**Data records**
■ ■ ■ ■ ■ ■ ■
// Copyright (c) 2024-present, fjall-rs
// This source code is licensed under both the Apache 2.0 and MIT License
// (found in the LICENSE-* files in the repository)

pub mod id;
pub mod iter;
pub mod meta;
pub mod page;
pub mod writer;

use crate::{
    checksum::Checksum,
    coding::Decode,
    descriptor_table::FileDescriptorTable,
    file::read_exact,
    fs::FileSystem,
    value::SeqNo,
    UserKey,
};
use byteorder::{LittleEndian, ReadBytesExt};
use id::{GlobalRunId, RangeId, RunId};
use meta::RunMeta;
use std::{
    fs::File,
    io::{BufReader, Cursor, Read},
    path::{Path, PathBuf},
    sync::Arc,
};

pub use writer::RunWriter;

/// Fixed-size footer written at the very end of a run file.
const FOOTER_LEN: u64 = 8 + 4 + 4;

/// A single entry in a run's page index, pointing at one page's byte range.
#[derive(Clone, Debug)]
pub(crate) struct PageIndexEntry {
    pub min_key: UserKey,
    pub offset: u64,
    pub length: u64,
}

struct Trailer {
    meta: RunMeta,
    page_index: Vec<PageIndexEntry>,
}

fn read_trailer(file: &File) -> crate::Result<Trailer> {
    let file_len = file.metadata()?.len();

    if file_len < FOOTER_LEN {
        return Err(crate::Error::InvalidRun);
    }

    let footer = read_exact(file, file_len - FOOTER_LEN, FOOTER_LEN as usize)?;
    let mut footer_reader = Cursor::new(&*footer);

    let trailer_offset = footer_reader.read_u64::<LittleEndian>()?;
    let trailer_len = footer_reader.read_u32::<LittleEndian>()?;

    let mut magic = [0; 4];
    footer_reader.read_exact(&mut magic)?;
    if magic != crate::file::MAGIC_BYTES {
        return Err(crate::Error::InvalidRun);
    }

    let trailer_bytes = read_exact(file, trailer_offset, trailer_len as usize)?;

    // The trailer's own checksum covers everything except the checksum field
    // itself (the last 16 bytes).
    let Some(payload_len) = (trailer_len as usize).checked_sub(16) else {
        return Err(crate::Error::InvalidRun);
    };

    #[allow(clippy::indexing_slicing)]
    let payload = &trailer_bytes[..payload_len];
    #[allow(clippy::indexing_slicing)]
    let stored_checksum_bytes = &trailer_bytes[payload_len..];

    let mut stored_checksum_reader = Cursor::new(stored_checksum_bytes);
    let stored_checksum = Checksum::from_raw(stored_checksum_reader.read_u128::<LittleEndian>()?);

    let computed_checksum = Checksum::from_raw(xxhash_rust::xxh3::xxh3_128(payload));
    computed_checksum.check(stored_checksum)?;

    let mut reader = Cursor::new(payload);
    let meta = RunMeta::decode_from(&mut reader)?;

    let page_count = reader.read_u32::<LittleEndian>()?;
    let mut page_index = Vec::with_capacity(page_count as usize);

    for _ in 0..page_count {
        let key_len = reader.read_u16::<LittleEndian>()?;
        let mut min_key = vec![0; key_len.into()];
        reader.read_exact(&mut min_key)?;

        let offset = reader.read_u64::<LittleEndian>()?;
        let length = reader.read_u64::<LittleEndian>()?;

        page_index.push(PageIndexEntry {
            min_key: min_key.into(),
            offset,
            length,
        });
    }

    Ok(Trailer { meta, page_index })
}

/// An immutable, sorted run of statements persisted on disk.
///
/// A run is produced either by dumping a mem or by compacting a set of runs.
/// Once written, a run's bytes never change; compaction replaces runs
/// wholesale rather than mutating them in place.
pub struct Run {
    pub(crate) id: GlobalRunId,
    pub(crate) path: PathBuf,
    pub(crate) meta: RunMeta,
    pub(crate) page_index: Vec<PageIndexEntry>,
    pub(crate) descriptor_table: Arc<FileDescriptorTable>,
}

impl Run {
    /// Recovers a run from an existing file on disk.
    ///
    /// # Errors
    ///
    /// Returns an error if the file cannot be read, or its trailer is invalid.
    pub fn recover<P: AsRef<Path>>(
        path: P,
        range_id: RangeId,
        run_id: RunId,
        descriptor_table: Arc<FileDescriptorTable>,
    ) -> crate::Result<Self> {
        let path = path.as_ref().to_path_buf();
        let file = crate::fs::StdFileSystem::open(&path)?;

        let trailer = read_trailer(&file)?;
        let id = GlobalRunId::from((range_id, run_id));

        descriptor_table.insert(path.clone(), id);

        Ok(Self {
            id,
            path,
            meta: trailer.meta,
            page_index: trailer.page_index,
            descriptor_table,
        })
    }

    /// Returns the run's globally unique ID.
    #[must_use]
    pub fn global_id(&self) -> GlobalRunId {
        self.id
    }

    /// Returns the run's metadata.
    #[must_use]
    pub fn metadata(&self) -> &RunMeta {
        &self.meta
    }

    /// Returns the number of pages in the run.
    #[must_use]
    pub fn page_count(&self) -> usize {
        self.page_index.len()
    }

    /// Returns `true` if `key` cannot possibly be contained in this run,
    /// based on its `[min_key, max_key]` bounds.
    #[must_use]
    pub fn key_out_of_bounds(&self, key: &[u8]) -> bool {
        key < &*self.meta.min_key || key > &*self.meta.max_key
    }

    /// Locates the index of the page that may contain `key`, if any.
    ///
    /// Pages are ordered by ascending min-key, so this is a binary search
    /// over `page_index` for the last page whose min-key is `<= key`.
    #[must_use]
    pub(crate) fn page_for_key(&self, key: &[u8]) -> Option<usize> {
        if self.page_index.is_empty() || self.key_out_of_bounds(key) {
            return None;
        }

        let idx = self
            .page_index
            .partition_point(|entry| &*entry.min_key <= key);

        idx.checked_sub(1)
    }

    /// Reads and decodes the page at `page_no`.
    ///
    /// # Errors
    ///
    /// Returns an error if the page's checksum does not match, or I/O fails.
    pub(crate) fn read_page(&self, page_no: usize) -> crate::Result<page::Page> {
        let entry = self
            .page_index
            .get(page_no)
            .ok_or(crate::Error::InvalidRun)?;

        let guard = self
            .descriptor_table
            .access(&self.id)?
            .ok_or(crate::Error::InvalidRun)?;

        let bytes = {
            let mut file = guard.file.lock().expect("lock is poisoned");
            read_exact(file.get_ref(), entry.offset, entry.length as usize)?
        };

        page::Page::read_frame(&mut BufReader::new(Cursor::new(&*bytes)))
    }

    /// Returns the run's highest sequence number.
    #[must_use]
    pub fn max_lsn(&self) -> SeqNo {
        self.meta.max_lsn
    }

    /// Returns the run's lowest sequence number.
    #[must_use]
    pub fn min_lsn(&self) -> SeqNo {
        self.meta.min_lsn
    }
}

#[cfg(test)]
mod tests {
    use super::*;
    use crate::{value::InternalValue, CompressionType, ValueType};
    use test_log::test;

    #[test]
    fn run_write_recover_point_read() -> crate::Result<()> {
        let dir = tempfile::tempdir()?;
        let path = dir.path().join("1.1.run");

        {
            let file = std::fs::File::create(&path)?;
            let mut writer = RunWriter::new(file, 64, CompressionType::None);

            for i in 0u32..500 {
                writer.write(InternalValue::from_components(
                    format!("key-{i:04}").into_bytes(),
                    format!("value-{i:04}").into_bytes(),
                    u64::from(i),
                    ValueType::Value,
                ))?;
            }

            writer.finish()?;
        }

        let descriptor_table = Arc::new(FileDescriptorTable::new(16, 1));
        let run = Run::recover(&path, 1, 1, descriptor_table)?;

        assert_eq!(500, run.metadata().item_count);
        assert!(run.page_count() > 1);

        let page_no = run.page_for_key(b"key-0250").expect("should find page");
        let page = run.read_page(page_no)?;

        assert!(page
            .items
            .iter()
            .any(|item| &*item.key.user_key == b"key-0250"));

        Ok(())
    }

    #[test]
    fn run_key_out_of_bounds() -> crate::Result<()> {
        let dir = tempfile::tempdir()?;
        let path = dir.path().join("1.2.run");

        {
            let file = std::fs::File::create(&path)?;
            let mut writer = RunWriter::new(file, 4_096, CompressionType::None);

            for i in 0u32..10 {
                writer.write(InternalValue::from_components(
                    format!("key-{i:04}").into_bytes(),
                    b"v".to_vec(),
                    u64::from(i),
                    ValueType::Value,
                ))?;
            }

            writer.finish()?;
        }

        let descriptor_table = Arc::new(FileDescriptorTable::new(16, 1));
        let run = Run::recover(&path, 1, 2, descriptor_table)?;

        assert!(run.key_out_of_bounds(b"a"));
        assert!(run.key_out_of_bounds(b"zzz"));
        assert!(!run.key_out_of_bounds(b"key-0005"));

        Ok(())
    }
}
■ ■ ■ ■ ■ ■ ■
**What you should do**
Look through the data above and return exactly the lines from the one that contains "fn run_write_recover_point_read() ->" to the one that contains "let run = Run::recover(&path, 1, 1, descriptor_table)?;", inclusive, with nothing else.

**Expected answer**
    fn run_write_recover_point_read() -> crate::Result<()> {
        let dir = tempfile::tempdir()?;
        let path = dir.path().join("1.1.run");

        {
            let file = std::fs::File::create(&path)?;
            let mut writer = RunWriter::new(file, 64, CompressionType::None);

            for i in 0u32..500 {
                writer.write(InternalValue::from_components(
                    format!("key-{i:04}").into_bytes(),
                    format!("value-{i:04}").into_bytes(),
                    u64::from(i),
                    ValueType::Value,
                ))?;
            }

            writer.finish()?;
        }

        let descriptor_table = Arc::new(FileDescriptorTable::new(16, 1));
        let run = Run::recover(&path, 1, 1, descriptor_table)?;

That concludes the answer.